Can Kafka be thought of as a non-hosted version of Kinesis? I thought Kinesis would be a good solution to dump logfile data to for processing and ingestion. Could you explain some technical reasons to use Kafka vs. Kinesis? Thanks.
I believe Kafka can still lose some data if all the active machines fail. It's a deliberate design decision (it's the right thing to do if you want to remain available and can tolerate some data data loss). I believe the Kafka team are working on it, but it's non-trivial to fix.

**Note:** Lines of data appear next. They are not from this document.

//! Race state machine flow: countdown, pause, finish and menu commands.

use typeracer::input::{Key, KeyboardState};
use typeracer::{GameConfig, GameScreen, MenuChoice, RaceState, ScreenCommand};

const DT: f32 = 1.0 / 60.0;

fn config(player_count: u32) -> GameConfig {
    GameConfig {
        player_count,
        ..GameConfig::default()
    }
}

fn tab() -> KeyboardState {
    KeyboardState::single(Key::Tab)
}

fn idle() -> KeyboardState {
    KeyboardState::default()
}

/// The countdown starts at 3.0 s and is left exactly once after 3.1 s of
/// elapsed ticks.
#[test]
fn test_countdown_leaves_exactly_once() {
    let mut screen = GameScreen::new(&config(1));
    assert_eq!(screen.state(), RaceState::Countdown);
    assert!((screen.countdown_remaining() - 3.0).abs() < f64::EPSILON);

    let mut transitions = 0;
    let mut previous = screen.state();
    for _ in 0..31 {
        screen.update(0.1, &idle());
        if previous == RaceState::Countdown && screen.state() != RaceState::Countdown {
            transitions += 1;
        }
        previous = screen.state();
    }

    assert_eq!(transitions, 1);
    assert_eq!(screen.state(), RaceState::Racing);
}

#[test]
fn test_pause_key_rising_edge_toggles() {
    let mut screen = GameScreen::new(&config(1));
    while screen.state() == RaceState::Countdown {
        screen.update(0.1, &idle());
    }

    // Press and hold: one transition to Paused, no bouncing.
    screen.update(DT, &tab());
    assert_eq!(screen.state(), RaceState::Paused);
    for _ in 0..10 {
        screen.update(DT, &tab());
        assert_eq!(screen.state(), RaceState::Paused);
    }

    // Release, press again: back to Racing.
    screen.update(DT, &idle());
    screen.update(DT, &tab());
    assert_eq!(screen.state(), RaceState::Racing);
}

#[test]
fn test_paused_simulation_is_frozen() {
    let mut screen = GameScreen::new(&config(3));
    while screen.state() == RaceState::Countdown {
        screen.update(0.1, &idle());
    }

    // Let the bots pick up some speed, then pause.
    for _ in 0..120 {
        screen.update(DT, &idle());
    }
    screen.update(DT, &tab());
    assert_eq!(screen.state(), RaceState::Paused);

    let positions: Vec<f32> = screen.cars().iter().map(|c| c.position().x).collect();
    for _ in 0..60 {
        screen.update(DT, &idle());
    }
    let after: Vec<f32> = screen.cars().iter().map(|c| c.position().x).collect();

    assert_eq!(positions, after);
}

#[test]
fn test_menu_choices_map_to_commands() {
    let mut screen = GameScreen::new(&config(1));

    assert_eq!(
        screen.apply_menu_choice(MenuChoice::Restart),
        ScreenCommand::Restart
    );
    assert_eq!(
        screen.apply_menu_choice(MenuChoice::BackToMenu),
        ScreenCommand::ExitToMenu
    );
    assert_eq!(
        screen.apply_menu_choice(MenuChoice::Exit),
        ScreenCommand::ExitToDesktop
    );
    assert_eq!(
        screen.apply_menu_choice(MenuChoice::Continue),
        ScreenCommand::Continue
    );
}

#[test]
fn test_menu_continue_resumes_from_pause() {
    let mut screen = GameScreen::new(&config(1));
    while screen.state() == RaceState::Countdown {
        screen.update(0.1, &idle());
    }

    screen.update(DT, &tab());
    assert_eq!(screen.state(), RaceState::Paused);

    let command = screen.apply_menu_choice(MenuChoice::Continue);
    assert_eq!(command, ScreenCommand::Continue);
    assert_eq!(screen.state(), RaceState::Racing);
}

/// Multi-player races end; the bots alone are enough to cross the line.
#[test]
fn test_multiplayer_race_finishes_with_a_winner() {
    let mut screen = GameScreen::new(&config(2));

    // Bots average at least ~150 u/s post-ramp, so 10k units falls well
    // inside two simulated minutes.
    let max_ticks = (120.0 / DT) as usize;
    for _ in 0..max_ticks {
        screen.update(DT, &idle());
        if screen.state() == RaceState::Finished {
            break;
        }
    }

    assert_eq!(screen.state(), RaceState::Finished);
    let winner = screen.winner().expect("finished race records a winner");

    let finish_x = screen.finish_line_x().expect("multiplayer finish line");
    let winner_index = match winner {
        typeracer::RaceWinner::Player => 0,
        typeracer::RaceWinner::Bot(index) => index,
    };
    assert!(screen.cars()[winner_index].position().x >= finish_x);
}

#[test]
fn test_single_player_has_no_finish_line() {
    let mut screen = GameScreen::new(&config(1));
    assert!(!screen.is_multiplayer());
    assert_eq!(screen.finish_line_x(), None);

    while screen.state() == RaceState::Countdown {
        screen.update(0.1, &idle());
    }
    for _ in 0..(30.0 / DT) as usize {
        screen.update(DT, &idle());
    }

    assert_eq!(screen.state(), RaceState::Racing);
}
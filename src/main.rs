//! Typeracer - headless demo driver.
//!
//! Runs a race without a front-end: a scripted typist presses the expected
//! key on every other tick (the off ticks release the keyboard so the
//! keydown latch can fire again) while the bots run their usual speed
//! program. Exercises the whole simulation from config to finish line.

use tracing_subscriber::{layer::SubscriberExt, util::SubscriberInitExt, EnvFilter};

use typeracer::input::{char_to_key, KeyboardState};
use typeracer::{GameConfig, GameScreen, RaceState, ScreenCommand};

/// Fixed simulation timestep (60 Hz).
const TICK_SECONDS: f32 = 1.0 / 60.0;
/// Give up if nobody finishes within this much simulated time.
const MAX_RACE_SECONDS: f32 = 600.0;
/// Log a progress line this often.
const PROGRESS_LOG_INTERVAL_TICKS: u64 = 300;

fn main() -> anyhow::Result<()> {
    tracing_subscriber::registry()
        .with(EnvFilter::try_from_default_env().unwrap_or_else(|_| EnvFilter::new("info")))
        .with(tracing_subscriber::fmt::layer())
        .init();

    tracing::info!("Starting typeracer v{}", env!("CARGO_PKG_VERSION"));

    let config = GameConfig::load_or_default();
    let mut screen = GameScreen::new(&config);

    let mut ticks: u64 = 0;
    while screen.state() != RaceState::Finished {
        if ticks as f32 * TICK_SECONDS > MAX_RACE_SECONDS {
            tracing::warn!("race hit the time cap without a finisher");
            break;
        }

        let keyboard = if screen.state() == RaceState::Racing && ticks % 2 == 0 {
            scripted_keystroke(&screen)
        } else {
            KeyboardState::default()
        };

        match screen.update(TICK_SECONDS, &keyboard) {
            ScreenCommand::Continue => {}
            command => {
                tracing::info!(?command, "screen requested exit");
                break;
            }
        }

        ticks += 1;
        if ticks % PROGRESS_LOG_INTERVAL_TICKS == 0 {
            log_progress(&screen, ticks);
        }
    }

    match screen.winner() {
        Some(winner) => tracing::info!(
            ?winner,
            errors = screen.player_input().progress().error_count,
            seconds = ticks as f32 * TICK_SECONDS,
            "race over"
        ),
        None => tracing::info!("race ended without a winner"),
    }

    Ok(())
}

/// Keyboard snapshot holding the key for the next expected character.
fn scripted_keystroke(screen: &GameScreen) -> KeyboardState {
    let progress = screen.player_input().progress();
    let expected = progress.current_sentence.chars().nth(progress.cursor);

    match expected.and_then(char_to_key) {
        Some((key, modifiers)) => KeyboardState::new(vec![key], modifiers),
        None => KeyboardState::default(),
    }
}

fn log_progress(screen: &GameScreen, ticks: u64) {
    let positions: Vec<f32> = screen
        .cars()
        .iter()
        .map(|car| car.position().x.round())
        .collect();
    let speeds: Vec<f32> = screen.cars().iter().map(|car| car.speed().round()).collect();

    tracing::info!(
        seconds = ticks as f32 * TICK_SECONDS,
        ?positions,
        ?speeds,
        "race progress"
    );
}
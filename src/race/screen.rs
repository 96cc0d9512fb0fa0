//! Race orchestration: countdown, racing, pause and finish.
//!
//! `GameScreen` owns the car list and delegates each tick to the typing
//! input (player car) and the bot controller (bot cars). Control flow back
//! to the owning front-end is an explicit [`ScreenCommand`] return value;
//! there are no callbacks or event subscriptions.

use glam::Vec2;
use tracing::info;

use crate::config::GameConfig;
use crate::input::{Key, KeyboardState};
use crate::text::TextTask;

use super::bot::BotController;
use super::camera::Camera;
use super::car::Car;
use super::typing::PlayerInput;

/// Countdown length before the race starts, in seconds.
const COUNTDOWN_SECONDS: f64 = 3.0;
/// Track length when racing bots.
const MULTIPLAYER_TRACK_LENGTH: f32 = 10_000.0;
/// Effectively unbounded track for solo practice (no finish line).
const SINGLE_PLAYER_TRACK_LENGTH: f32 = 999_999.0;
/// Width of the finish line strip at the end of the track.
const FINISH_LINE_WIDTH: f32 = 100.0;
/// Viewport width the camera centers the player within.
const VIEWPORT_WIDTH: f32 = 1280.0;
/// Lane y-offset of the player car.
const PLAYER_LANE_Y: f32 = 530.0;

/// Phase of the race.
#[derive(Debug, Clone, Copy, PartialEq, Eq)]
pub enum RaceState {
    /// Pre-race countdown; simulation frozen.
    Countdown,
    /// Live simulation.
    Racing,
    /// Simulation frozen; pause menu live.
    Paused,
    /// Terminal: a car crossed the finish line.
    Finished,
}

/// Which car crossed the finish line first.
#[derive(Debug, Clone, Copy, PartialEq, Eq)]
pub enum RaceWinner {
    /// The human player won.
    Player,
    /// A bot won; the index is its position in the car list (1 or 2).
    Bot(usize),
}

impl RaceWinner {
    /// Banner color for this winner (RGB).
    pub fn color(&self) -> [u8; 3] {
        match self {
            RaceWinner::Player => [0, 128, 0],
            RaceWinner::Bot(_) => [255, 0, 0],
        }
    }
}

/// Pause/finish menu selection handed in by the owning front-end.
#[derive(Debug, Clone, Copy, PartialEq, Eq)]
pub enum MenuChoice {
    Continue,
    Restart,
    BackToMenu,
    Exit,
}

/// What the orchestrator should do after a tick or menu interaction.
#[derive(Debug, Clone, Copy, PartialEq, Eq, Default)]
pub enum ScreenCommand {
    /// Keep running this screen.
    #[default]
    Continue,
    /// Tear down and rebuild the race with the same settings.
    Restart,
    /// Collapse back to the menu.
    ExitToMenu,
    /// Quit the application.
    ExitToDesktop,
}

/// The race screen: state machine, car list and camera.
#[derive(Debug)]
pub struct GameScreen {
    state: RaceState,
    countdown_remaining: f64,
    /// Cars in creation order: player first, then bots.
    cars: Vec<Car>,
    player_input: PlayerInput,
    bot_controller: BotController,
    camera: Camera,
    track_length: f32,
    winner: Option<RaceWinner>,
    pause_key: Key,
    pause_key_was_down: bool,
}

impl GameScreen {
    /// Build a race from the session settings.
    pub fn new(config: &GameConfig) -> Self {
        let text_task = TextTask::load(
            &config.assets_dir,
            &config.difficulty.to_string(),
            config.randomizer,
        );

        let mut bot_controller = BotController::new(config.player_count, config.difficulty);

        let mut cars = vec![Car::new(Vec2::new(0.0, PLAYER_LANE_Y))];
        cars.extend(bot_controller.spawn_cars());

        let track_length = if cars.len() > 1 {
            MULTIPLAYER_TRACK_LENGTH
        } else {
            SINGLE_PLAYER_TRACK_LENGTH
        };

        info!(
            difficulty = %config.difficulty,
            racers = cars.len(),
            randomizer = config.randomizer,
            "race created"
        );

        Self {
            state: RaceState::Countdown,
            countdown_remaining: COUNTDOWN_SECONDS,
            cars,
            player_input: PlayerInput::new(text_task),
            bot_controller,
            camera: Camera::new(VIEWPORT_WIDTH),
            track_length,
            winner: None,
            pause_key: config.pause_key,
            pause_key_was_down: false,
        }
    }

    /// Current race phase.
    pub fn state(&self) -> RaceState {
        self.state
    }

    /// Seconds left on the pre-race countdown.
    pub fn countdown_remaining(&self) -> f64 {
        self.countdown_remaining
    }

    /// Cars in creation order: player first, then bots.
    pub fn cars(&self) -> &[Car] {
        &self.cars
    }

    /// Typing input handler, for the HUD.
    pub fn player_input(&self) -> &PlayerInput {
        &self.player_input
    }

    /// Follow camera, for the renderer.
    pub fn camera(&self) -> &Camera {
        &self.camera
    }

    /// Total track length for this session.
    pub fn track_length(&self) -> f32 {
        self.track_length
    }

    /// Where the finish line starts, if this session has one.
    pub fn finish_line_x(&self) -> Option<f32> {
        self.is_multiplayer()
            .then(|| self.track_length - FINISH_LINE_WIDTH)
    }

    /// The recorded winner once the race has finished.
    pub fn winner(&self) -> Option<RaceWinner> {
        self.winner
    }

    /// Whether this session races against bots.
    pub fn is_multiplayer(&self) -> bool {
        self.cars.len() > 1
    }

    /// Advance the screen by one tick.
    pub fn update(&mut self, dt: f32, keyboard: &KeyboardState) -> ScreenCommand {
        match self.state {
            RaceState::Countdown => self.update_countdown(dt),
            RaceState::Racing => {
                if self.pause_toggled(keyboard) {
                    info!("race paused");
                    self.state = RaceState::Paused;
                } else {
                    self.simulate(dt, keyboard);
                }
            }
            RaceState::Paused => {
                if self.pause_toggled(keyboard) {
                    info!("race resumed");
                    self.state = RaceState::Racing;
                }
            }
            RaceState::Finished => {}
        }

        ScreenCommand::Continue
    }

    /// Apply a pause/finish menu selection.
    pub fn apply_menu_choice(&mut self, choice: MenuChoice) -> ScreenCommand {
        match choice {
            MenuChoice::Continue => {
                if self.state == RaceState::Paused {
                    self.state = RaceState::Racing;
                }
                ScreenCommand::Continue
            }
            MenuChoice::Restart => ScreenCommand::Restart,
            MenuChoice::BackToMenu => ScreenCommand::ExitToMenu,
            MenuChoice::Exit => ScreenCommand::ExitToDesktop,
        }
    }

    fn update_countdown(&mut self, dt: f32) {
        self.countdown_remaining -= dt as f64;
        if self.countdown_remaining <= 0.0 {
            info!("countdown finished, racing");
            self.state = RaceState::Racing;
        }
    }

    /// One live simulation tick.
    fn simulate(&mut self, dt: f32, keyboard: &KeyboardState) {
        let (player, bots) = self.cars.split_at_mut(1);
        self.player_input.update(dt, keyboard, &mut player[0]);
        self.bot_controller.update(dt, bots);

        for car in &mut self.cars {
            car.advance(dt);
        }

        if self.is_multiplayer() {
            self.check_finish();
        }

        self.camera.follow(self.cars[0].position().x, dt);
    }

    /// Rising-edge pause detection, debounced on key release.
    fn pause_toggled(&mut self, keyboard: &KeyboardState) -> bool {
        if keyboard.is_down(self.pause_key) {
            if !self.pause_key_was_down {
                self.pause_key_was_down = true;
                return true;
            }
        } else {
            self.pause_key_was_down = false;
        }
        false
    }

    /// First car past the line (in creation order) wins.
    fn check_finish(&mut self) {
        let finish_x = self.track_length - FINISH_LINE_WIDTH;

        for (index, car) in self.cars.iter().enumerate() {
            if car.position().x >= finish_x {
                let winner = if index == 0 {
                    RaceWinner::Player
                } else {
                    RaceWinner::Bot(index)
                };
                info!(?winner, "race finished");
                self.winner = Some(winner);
                self.state = RaceState::Finished;
                break;
            }
        }
    }
}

I believe the ability to configure this behavior is being tracked at the link below. It seems like it's a switch between consistency and availability. By default Kafka prefers availability, and the possible inconsistency results in data loss (because Kafka just discards some inconsistent data it can't resolve). But the JIRA linked below should make that behavior optional, so if a majority of machines fail the cluster will become unavailable rather than inconsistent.
Yes, Kinesis can be thought as a non-hosted version of Kafka. To me , using either of them is a cost versus benefits trade-off i.e. if you are willing to pay the cost of using Kinesis to get a hosted solution where-in the operational burden is greatly reduced or vice-versa.
One main advantage is that Kinesis is elastic -- it scales automatically based on load. Managing a Kafka cluster is an unnecessary task with Kinesis available, which alleviates quite a bit of headache.
Ehh - this is just my two cents with working on Kafka. When they say it's high performance, they really really mean. I have gotten very high throughputs on just 2 medium machines.
If you process that much data, Kafka is one of the last things which you'll need to scale out.